## WHAT IS REQUIRED
I would like each line of the data that holds the word "catalog" copied out.

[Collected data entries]
= = = = = = =
//! Response envelopes used by the backend.
//!
//! Every endpoint wraps its payload as `{"message": ..., "data": ...}`.
//! List endpoints come in two shapes: catalog listings put the pagination
//! under `meta.pagination`, while admin listings nest a paginator object
//! inside `data`.

use serde::{de::DeserializeOwned, Deserialize, Serialize};

use crate::api::ApiError;

#[derive(Debug, Deserialize)]
struct MessageOnly {
    #[serde(default)]
    message: Option<String>,
}

#[derive(Debug, Clone, Copy, PartialEq, Eq, Serialize, Deserialize)]
pub struct Pagination {
    #[serde(default = "first_page")]
    pub current_page: u32,
    #[serde(default = "first_page")]
    pub last_page: u32,
    #[serde(default)]
    pub per_page: u32,
    #[serde(default)]
    pub total: u64,
}

fn first_page() -> u32 {
    1
}

impl Default for Pagination {
    fn default() -> Self {
        Self {
            current_page: 1,
            last_page: 1,
            per_page: 0,
            total: 0,
        }
    }
}

/// One page of a listing, normalized from either wire shape.
#[derive(Debug, Clone, PartialEq)]
pub struct Page<T> {
    pub items: Vec<T>,
    pub pagination: Pagination,
}

impl<T> Page<T> {
    pub fn has_more(&self) -> bool {
        self.pagination.current_page < self.pagination.last_page
    }
}

#[derive(Debug, Deserialize)]
struct PaginationMeta {
    #[serde(default)]
    pagination: Option<Pagination>,
}

#[derive(Debug, Deserialize)]
struct PaginatorData<T> {
    data: Vec<T>,
    #[serde(flatten)]
    pagination: Pagination,
}

#[derive(Debug, Deserialize)]
#[serde(untagged)]
enum PageBody<T> {
    Meta {
        data: Vec<T>,
        #[serde(default)]
        meta: Option<PaginationMeta>,
    },
    Nested {
        data: PaginatorData<T>,
    },
}

/// Decode the `data` payload of an envelope, accepting a bare payload too.
pub fn decode_data<T: DeserializeOwned>(body: &str) -> Result<T, ApiError> {
    let value: serde_json::Value = serde_json::from_str(body)
        .map_err(|e| ApiError::InvalidResponse(format!("Failed to parse response: {}", e)))?;

    if let Some(data) = value.get("data") {
        if let Ok(parsed) = serde_json::from_value::<T>(data.clone()) {
            return Ok(parsed);
        }
    }

    serde_json::from_value(value)
        .map_err(|e| ApiError::InvalidResponse(format!("Unexpected response shape: {}", e)))
}

/// The envelope's `message`, for endpoints whose payload is empty.
pub fn decode_message(body: &str) -> Option<String> {
    serde_json::from_str::<MessageOnly>(body)
        .ok()
        .and_then(|m| m.message)
}

/// Decode a paginated listing into a [`Page`].
pub fn decode_page<T: DeserializeOwned>(body: &str) -> Result<Page<T>, ApiError> {
    let parsed: PageBody<T> = serde_json::from_str(body)
        .map_err(|e| ApiError::InvalidResponse(format!("Failed to parse page: {}", e)))?;

    Ok(match parsed {
        PageBody::Meta { data, meta } => Page {
            items: data,
            pagination: meta.and_then(|m| m.pagination).unwrap_or_default(),
        },
        PageBody::Nested { data } => Page {
            items: data.data,
            pagination: data.pagination,
        },
    })
}

#[cfg(test)]
mod tests {
    use super::*;

    #[derive(Debug, Deserialize, PartialEq)]
    struct Item {
        id: u32,
    }

    #[test]
    fn test_decode_data_envelope() {
        let item: Item = decode_data(r#"{"message": "ok", "data": {"id": 7}}"#).expect("decode");
        assert_eq!(item, Item { id: 7 });
    }

    #[test]
    fn test_decode_data_bare() {
        let item: Item = decode_data(r#"{"id": 3}"#).expect("decode");
        assert_eq!(item, Item { id: 3 });
    }

    #[test]
    fn test_decode_data_rejects_garbage() {
        let result: Result<Item, _> = decode_data("<html>");
        assert!(matches!(result, Err(ApiError::InvalidResponse(_))));
    }

    #[test]
    fn test_decode_message() {
        assert_eq!(
            decode_message(r#"{"message": "Product deleted", "data": null}"#).as_deref(),
            Some("Product deleted")
        );
        assert_eq!(decode_message(""), None);
    }

    #[test]
    fn test_decode_page_with_meta() {
        let body = r#"{"message": "ok", "data": [{"id": 1}, {"id": 2}],
            "meta": {"pagination": {"current_page": 2, "last_page": 5, "per_page": 2, "total": 10}}}"#;
        let page: Page<Item> = decode_page(body).expect("decode");
        assert_eq!(page.items.len(), 2);
        assert_eq!(page.pagination.current_page, 2);
        assert_eq!(page.pagination.last_page, 5);
        assert!(page.has_more());
    }

    #[test]
    fn test_decode_page_without_meta_defaults_to_single_page() {
        let page: Page<Item> = decode_page(r#"{"data": [{"id": 1}]}"#).expect("decode");
        assert_eq!(page.pagination, Pagination::default());
        assert!(!page.has_more());
    }

    #[test]
    fn test_decode_page_nested_paginator() {
        let body = r#"{"message": "ok", "data": {"data": [{"id": 4}], "current_page": 3, "last_page": 3, "per_page": 15, "total": 31}}"#;
        let page: Page<Item> = decode_page(body).expect("decode");
        assert_eq!(page.items, vec![Item { id: 4 }]);
        assert_eq!(page.pagination.current_page, 3);
        assert!(!page.has_more());
    }
}
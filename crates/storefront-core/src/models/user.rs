use serde::{Deserialize, Serialize};

#[derive(Debug, Clone, PartialEq, Serialize, Deserialize)]
pub struct User {
    pub id: i64,
    pub name: String,
    pub email: String,
    #[serde(default)]
    pub mobile_country_code: Option<String>,
    #[serde(default)]
    pub mobile_number: Option<String>,
    #[serde(default)]
    pub address: Option<String>,
    #[serde(default)]
    pub profile_image: Option<String>,
    #[serde(default)]
    pub status: Option<String>,
    #[serde(default)]
    pub created_at: Option<String>,
    #[serde(default)]
    pub updated_at: Option<String>,
    #[serde(default)]
    pub roles: Vec<RoleInfo>,
}

impl User {
    pub fn role_names(&self) -> Vec<&str> {
        self.roles.iter().map(|r| r.name.as_str()).collect()
    }

    /// Mobile number with country code, when both are present
    pub fn mobile_display(&self) -> Option<String> {
        match (&self.mobile_country_code, &self.mobile_number) {
            (Some(code), Some(number)) => Some(format!("{} {}", code, number)),
            (None, Some(number)) => Some(number.clone()),
            _ => None,
        }
    }
}

#[derive(Debug, Clone, PartialEq, Serialize, Deserialize)]
pub struct RoleInfo {
    pub id: i64,
    pub name: String,
    #[serde(default)]
    pub guard_name: Option<String>,
    #[serde(default)]
    pub permissions: Option<Vec<Permission>>,
}

#[derive(Debug, Clone, PartialEq, Serialize, Deserialize)]
pub struct Permission {
    pub id: i64,
    pub name: String,
    #[serde(default)]
    pub guard_name: Option<String>,
}

/// Partial profile update; unset fields are left untouched by the server.
#[derive(Debug, Clone, Default, Serialize)]
pub struct ProfileUpdate {
    #[serde(skip_serializing_if = "Option::is_none")]
    pub name: Option<String>,
    #[serde(skip_serializing_if = "Option::is_none")]
    pub email: Option<String>,
    #[serde(skip_serializing_if = "Option::is_none")]
    pub mobile_country_code: Option<String>,
    #[serde(skip_serializing_if = "Option::is_none")]
    pub mobile_number: Option<String>,
    #[serde(skip_serializing_if = "Option::is_none")]
    pub address: Option<String>,
}

#[derive(Debug, Clone, Serialize)]
pub struct RegisterRequest {
    pub name: String,
    pub email: String,
    pub password: String,
    pub password_confirmation: String,
}

#[derive(Debug, Clone, Serialize)]
pub struct ChangePasswordRequest {
    pub current_password: String,
    pub password: String,
    pub password_confirmation: String,
}

/// Admin-side user create/update. Unset fields are omitted; an update with
/// no password keeps the current one.
#[derive(Debug, Clone, Default, Serialize)]
pub struct UserInput {
    #[serde(skip_serializing_if = "Option::is_none")]
    pub name: Option<String>,
    #[serde(skip_serializing_if = "Option::is_none")]
    pub email: Option<String>,
    #[serde(skip_serializing_if = "Option::is_none")]
    pub password: Option<String>,
    #[serde(skip_serializing_if = "Option::is_none")]
    pub password_confirmation: Option<String>,
    #[serde(skip_serializing_if = "Option::is_none")]
    pub status: Option<String>,
    /// Role names
    #[serde(skip_serializing_if = "Option::is_none")]
    pub roles: Option<Vec<String>>,
}

#[derive(Debug, Clone, Serialize)]
pub struct RoleInput {
    pub name: String,
    /// Permission ids
    #[serde(skip_serializing_if = "Option::is_none")]
    pub permissions: Option<Vec<i64>>,
}
//! Data models for storefront entities.
//!
//! These mirror the backend's JSON (snake_case, Laravel-style):
//!
//! - `User`, `RoleInfo`, `Permission`: accounts and their roles
//! - `Product`, `ProductImage`, `Category`: the catalog
//! - `Cart`, `CartItem`: the customer's cart
//! - `Order`, `OrderItem`, `OrderStatus`, `AnalyticsOverview`: orders and admin stats
//! - `Page`, `Pagination`: normalized listing pages

pub(crate) mod amount;
pub mod cart;
pub mod envelope;
pub mod order;
pub mod product;
pub mod user;

pub use cart::{Cart, CartItem};
pub use envelope::{decode_data, decode_message, decode_page, Page, Pagination};
pub use order::{AnalyticsOverview, CheckoutDetails, Order, OrderItem, OrderStatus};
pub use product::{Category, Product, ProductImage, ProductUpdate};
pub use user::{
    ChangePasswordRequest, Permission, ProfileUpdate, RegisterRequest, RoleInfo, RoleInput, User, UserInput,
};
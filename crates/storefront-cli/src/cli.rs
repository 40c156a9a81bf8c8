//! Command-line arguments.

use clap::{Parser, Subcommand};

/// Storefront - shop, manage orders and administer the store from a terminal
#[derive(Parser, Debug)]
#[command(name = "storefront", author, version, about)]
pub struct Args {
    /// Print raw JSON instead of tables
    #[arg(long, global = true)]
    pub json: bool,

    #[command(subcommand)]
    pub command: Command,
}

#[derive(Subcommand, Debug)]
pub enum Command {
    /// Sign in and store the session in the OS keychain
    Login {
        /// Account email (defaults to the last one used)
        #[arg(short, long)]
        email: Option<String>,

        /// Use the admin login endpoint
        #[arg(long)]
        admin: bool,
    },

    /// Create a customer account and sign in with it
    Register {
        #[arg(long)]
        name: String,

        #[arg(short, long)]
        email: String,
    },

    /// Sign out and erase the stored session
    Logout {
        /// Revoke the sessions on every device
        #[arg(long)]
        all: bool,
    },

    /// Show the signed-in user
    Whoami,

    /// Update your profile
    Profile {
        #[arg(long)]
        name: Option<String>,

        #[arg(long)]
        email: Option<String>,

        #[arg(long)]
        mobile: Option<String>,

        #[arg(long)]
        address: Option<String>,
    },

    /// Change your password (prompts for both)
    Passwd,

    /// Browse the catalog
    Products {
        #[arg(short, long, default_value_t = 1)]
        page: u32,

        #[arg(short, long)]
        search: Option<String>,

        /// Category id
        #[arg(short, long)]
        category: Option<i64>,

        /// Keep loading pages until the last one
        #[arg(long)]
        all: bool,
    },

    /// Show one product
    Product {
        slug: String,
    },

    /// List categories
    Categories,

    /// Show or change the cart
    Cart {
        #[command(subcommand)]
        action: Option<CartCommand>,
    },

    /// List your orders, or show one
    Orders {
        /// Order id
        id: Option<String>,

        #[arg(short, long, default_value_t = 1)]
        page: u32,
    },

    /// Place an order from the cart
    Checkout {
        #[arg(long)]
        address: Option<String>,

        /// Payment method, e.g. cod
        #[arg(long)]
        payment: Option<String>,

        #[arg(long)]
        notes: Option<String>,
    },

    /// Store administration (admin accounts only)
    #[command(subcommand)]
    Admin(AdminCommand),
}

#[derive(Subcommand, Debug)]
pub enum CartCommand {
    /// Add a product
    Add {
        product_id: i64,

        #[arg(short, long, default_value_t = 1)]
        quantity: u32,
    },

    /// Change the quantity of a cart item
    Update {
        item_id: i64,
        quantity: u32,
    },

    /// Remove a cart item
    Remove {
        item_id: i64,
    },
}

#[derive(Subcommand, Debug)]
pub enum AdminCommand {
    /// Sales overview
    Overview,

    /// List products
    Products {
        #[arg(short, long, default_value_t = 1)]
        page: u32,
    },

    /// Set the stock level of a product
    Stock {
        product_id: i64,
        stock: i64,
    },

    /// Delete a product
    DeleteProduct {
        product_id: i64,
    },

    /// List orders, or show one
    Orders {
        id: Option<String>,

        #[arg(short, long, default_value_t = 1)]
        page: u32,
    },

    /// Move an order to a new status
    OrderStatus {
        id: String,

        /// pending, processing, shipped, delivered or cancelled
        status: String,
    },

    /// List users
    Users {
        #[arg(short, long, default_value_t = 1)]
        page: u32,
    },

    /// Create a user (prompts for the password)
    CreateUser {
        #[arg(long)]
        name: String,

        #[arg(short, long)]
        email: String,

        /// Role names, repeatable
        #[arg(short, long)]
        role: Vec<String>,
    },

    /// Activate or deactivate a user
    UserStatus {
        user_id: i64,

        /// active or inactive
        status: String,
    },

    /// Delete a user
    DeleteUser {
        user_id: i64,
    },

    /// List roles and their permissions
    Roles,

    /// Create a role
    CreateRole {
        name: String,

        /// Permission ids
        permissions: Vec<i64>,
    },

    /// Rename a role
    RenameRole {
        role_id: i64,
        name: String,
    },

    /// Delete a role
    DeleteRole {
        role_id: i64,
    },

    /// Replace the permissions of a role
    SyncPermissions {
        role_id: i64,

        /// Permission ids
        #[arg(required = true)]
        permissions: Vec<i64>,
    },
}

impl Command {
    /// Commands that replace or erase the stored session without needing it verified.
    pub fn skips_restore(&self) -> bool {
        matches!(self, Command::Login { .. } | Command::Register { .. } | Command::Logout { .. })
    }
}

#[cfg(test)]
mod tests {
    use super::*;
    use clap::CommandFactory;

    #[test]
    fn test_cli_definition_is_valid() {
        Args::command().debug_assert();
    }

    #[test]
    fn test_parse_admin_order_status() {
        let args = Args::parse_from(["storefront", "admin", "order-status", "ORD-1", "shipped"]);
        match args.command {
            Command::Admin(AdminCommand::OrderStatus { id, status }) => {
                assert_eq!(id, "ORD-1");
                assert_eq!(status, "shipped");
            }
            other => panic!("unexpected command: {:?}", other),
        }
    }

    #[test]
    fn test_parse_products_filters() {
        let args = Args::parse_from(["storefront", "products", "--search", "shoe", "-c", "3", "--all"]);
        match args.command {
            Command::Products { page, search, category, all } => {
                assert_eq!(page, 1);
                assert_eq!(search.as_deref(), Some("shoe"));
                assert_eq!(category, Some(3));
                assert!(all);
            }
            other => panic!("unexpected command: {:?}", other),
        }
    }

    #[test]
    fn test_session_commands_skip_restore() {
        let args = Args::parse_from(["storefront", "login", "--admin"]);
        assert!(args.command.skips_restore());
        assert!(Args::parse_from(["storefront", "logout"]).command.skips_restore());
        assert!(!Args::parse_from(["storefront", "cart"]).command.skips_restore());
    }

    #[test]
    fn test_parse_admin_create_user_roles() {
        let args = Args::parse_from([
            "storefront", "admin", "create-user", "--name", "Cy", "-e", "cy@example.com", "-r", "admin", "-r", "customer",
        ]);
        match args.command {
            Command::Admin(AdminCommand::CreateUser { name, role, .. }) => {
                assert_eq!(name, "Cy");
                assert_eq!(role, vec!["admin", "customer"]);
            }
            other => panic!("unexpected command: {:?}", other),
        }
    }

    #[test]
    fn test_parse_logout_all() {
        let args = Args::parse_from(["storefront", "logout", "--all"]);
        assert!(matches!(args.command, Command::Logout { all: true }));
    }
}
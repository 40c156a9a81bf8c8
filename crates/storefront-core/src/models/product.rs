use serde::{Deserialize, Serialize};

#[derive(Debug, Clone, PartialEq, Serialize, Deserialize)]
pub struct Product {
    pub id: i64,
    #[serde(default)]
    pub category_id: Option<i64>,
    #[serde(default)]
    pub sku: Option<String>,
    pub name: String,
    pub slug: String,
    #[serde(default)]
    pub description: Option<String>,
    /// Decimal string as sent by the server, e.g. "1200000.00"
    pub price: String,
    #[serde(default)]
    pub compare_at_price: Option<String>,
    #[serde(default)]
    pub stock: i64,
    #[serde(default)]
    pub is_active: bool,
    #[serde(default)]
    pub published_at: Option<String>,
    #[serde(default)]
    pub status: Option<String>,
    #[serde(default)]
    pub category: Option<Category>,
    #[serde(default)]
    pub images: Vec<ProductImage>,
    #[serde(default)]
    pub created_at: Option<String>,
    #[serde(default)]
    pub updated_at: Option<String>,
}

impl Product {
    pub fn in_stock(&self) -> bool {
        self.stock > 0
    }

    /// True when a higher "compare at" price makes this a discount
    pub fn is_on_sale(&self) -> bool {
        match (self.price.parse::<f64>(), self.compare_at_price.as_deref().map(str::parse::<f64>)) {
            (Ok(price), Some(Ok(compare))) => compare > price,
            _ => false,
        }
    }

    /// Primary image, falling back to the lowest sort order
    pub fn primary_image(&self) -> Option<&ProductImage> {
        self.images
            .iter()
            .find(|i| i.is_primary)
            .or_else(|| self.images.iter().min_by_key(|i| i.sort_order))
    }
}

#[derive(Debug, Clone, PartialEq, Serialize, Deserialize)]
pub struct ProductImage {
    pub id: i64,
    #[serde(default)]
    pub product_id: Option<i64>,
    pub url: String,
    #[serde(default)]
    pub sort_order: i32,
    #[serde(default)]
    pub is_primary: bool,
}

#[derive(Debug, Clone, PartialEq, Serialize, Deserialize)]
pub struct Category {
    pub id: i64,
    #[serde(default)]
    pub parent_id: Option<i64>,
    pub name: String,
    pub slug: String,
    #[serde(default = "default_true")]
    pub is_active: bool,
    #[serde(default)]
    pub description: Option<String>,
    #[serde(default)]
    pub products_count: Option<u64>,
}

fn default_true() -> bool {
    true
}

/// Fields accepted by the admin product update endpoint.
#[derive(Debug, Clone, Default, Serialize)]
pub struct ProductUpdate {
    #[serde(skip_serializing_if = "Option::is_none")]
    pub name: Option<String>,
    #[serde(skip_serializing_if = "Option::is_none")]
    pub description: Option<String>,
    #[serde(skip_serializing_if = "Option::is_none")]
    pub price: Option<String>,
    #[serde(skip_serializing_if = "Option::is_none")]
    pub compare_at_price: Option<String>,
    #[serde(skip_serializing_if = "Option::is_none")]
    pub stock: Option<i64>,
    #[serde(skip_serializing_if = "Option::is_none")]
    pub category_id: Option<i64>,
    #[serde(skip_serializing_if = "Option::is_none")]
    pub is_active: Option<bool>,
}
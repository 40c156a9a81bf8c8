use std::collections::HashMap;
use std::sync::{Mutex, PoisonError};

use anyhow::{Context, Result};
use keyring::Entry;

/// Default keychain service name
pub const DEFAULT_SERVICE_NAME: &str = "storefront";

/// Key under which the access token is persisted
pub const ACCESS_TOKEN_KEY: &str = "access_token";

/// Key under which the refresh token is persisted
pub const REFRESH_TOKEN_KEY: &str = "refresh_token";

/// Durable key-value storage for session tokens.
pub trait CredentialStore: Send + Sync {
    fn get(&self, key: &str) -> Result<Option<String>>;
    fn set(&self, key: &str, value: &str) -> Result<()>;
    fn delete(&self, key: &str) -> Result<()>;
}

/// Tokens in the OS keychain, one entry per key under a shared service name.
pub struct KeyringStore {
    service: String,
}

impl KeyringStore {
    pub fn new(service: impl Into<String>) -> Self {
        Self {
            service: service.into(),
        }
    }

    fn entry(&self, key: &str) -> Result<Entry> {
        Entry::new(&self.service, key).context("Failed to create keyring entry")
    }
}

impl Default for KeyringStore {
    fn default() -> Self {
        Self::new(DEFAULT_SERVICE_NAME)
    }
}

impl CredentialStore for KeyringStore {
    fn get(&self, key: &str) -> Result<Option<String>> {
        match self.entry(key)?.get_password() {
            Ok(value) => Ok(Some(value)),
            Err(keyring::Error::NoEntry) => Ok(None),
            Err(e) => Err(e).context("Failed to retrieve token from keychain"),
        }
    }

    fn set(&self, key: &str, value: &str) -> Result<()> {
        self.entry(key)?
            .set_password(value)
            .context("Failed to store token in keychain")
    }

    fn delete(&self, key: &str) -> Result<()> {
        match self.entry(key)?.delete_credential() {
            Ok(()) | Err(keyring::Error::NoEntry) => Ok(()),
            Err(e) => Err(e).context("Failed to delete token from keychain"),
        }
    }
}

/// In-process store for tests and throwaway sessions.
#[derive(Default)]
pub struct MemoryStore {
    entries: Mutex<HashMap<String, String>>,
}

impl MemoryStore {
    pub fn new() -> Self {
        Self::default()
    }

    /// Pre-populate both tokens, as if left behind by an earlier process.
    pub fn with_tokens(access_token: &str, refresh_token: Option<&str>) -> Self {
        let store = Self::new();
        {
            let mut entries = store.entries.lock().unwrap_or_else(PoisonError::into_inner);
            entries.insert(ACCESS_TOKEN_KEY.to_string(), access_token.to_string());
            if let Some(refresh) = refresh_token {
                entries.insert(REFRESH_TOKEN_KEY.to_string(), refresh.to_string());
            }
        }
        store
    }

    pub fn is_empty(&self) -> bool {
        self.entries
            .lock()
            .unwrap_or_else(PoisonError::into_inner)
            .is_empty()
    }
}

impl CredentialStore for MemoryStore {
    fn get(&self, key: &str) -> Result<Option<String>> {
        let entries = self.entries.lock().unwrap_or_else(PoisonError::into_inner);
        Ok(entries.get(key).cloned())
    }

    fn set(&self, key: &str, value: &str) -> Result<()> {
        let mut entries = self.entries.lock().unwrap_or_else(PoisonError::into_inner);
        entries.insert(key.to_string(), value.to_string());
        Ok(())
    }

    fn delete(&self, key: &str) -> Result<()> {
        let mut entries = self.entries.lock().unwrap_or_else(PoisonError::into_inner);
        entries.remove(key);
        Ok(())
    }
}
= = = = = = =
## TASK RESULT
//! List endpoints come in two shapes: catalog listings put the pagination
//! - `Product`, `ProductImage`, `Category`: the catalog
    /// Browse the catalog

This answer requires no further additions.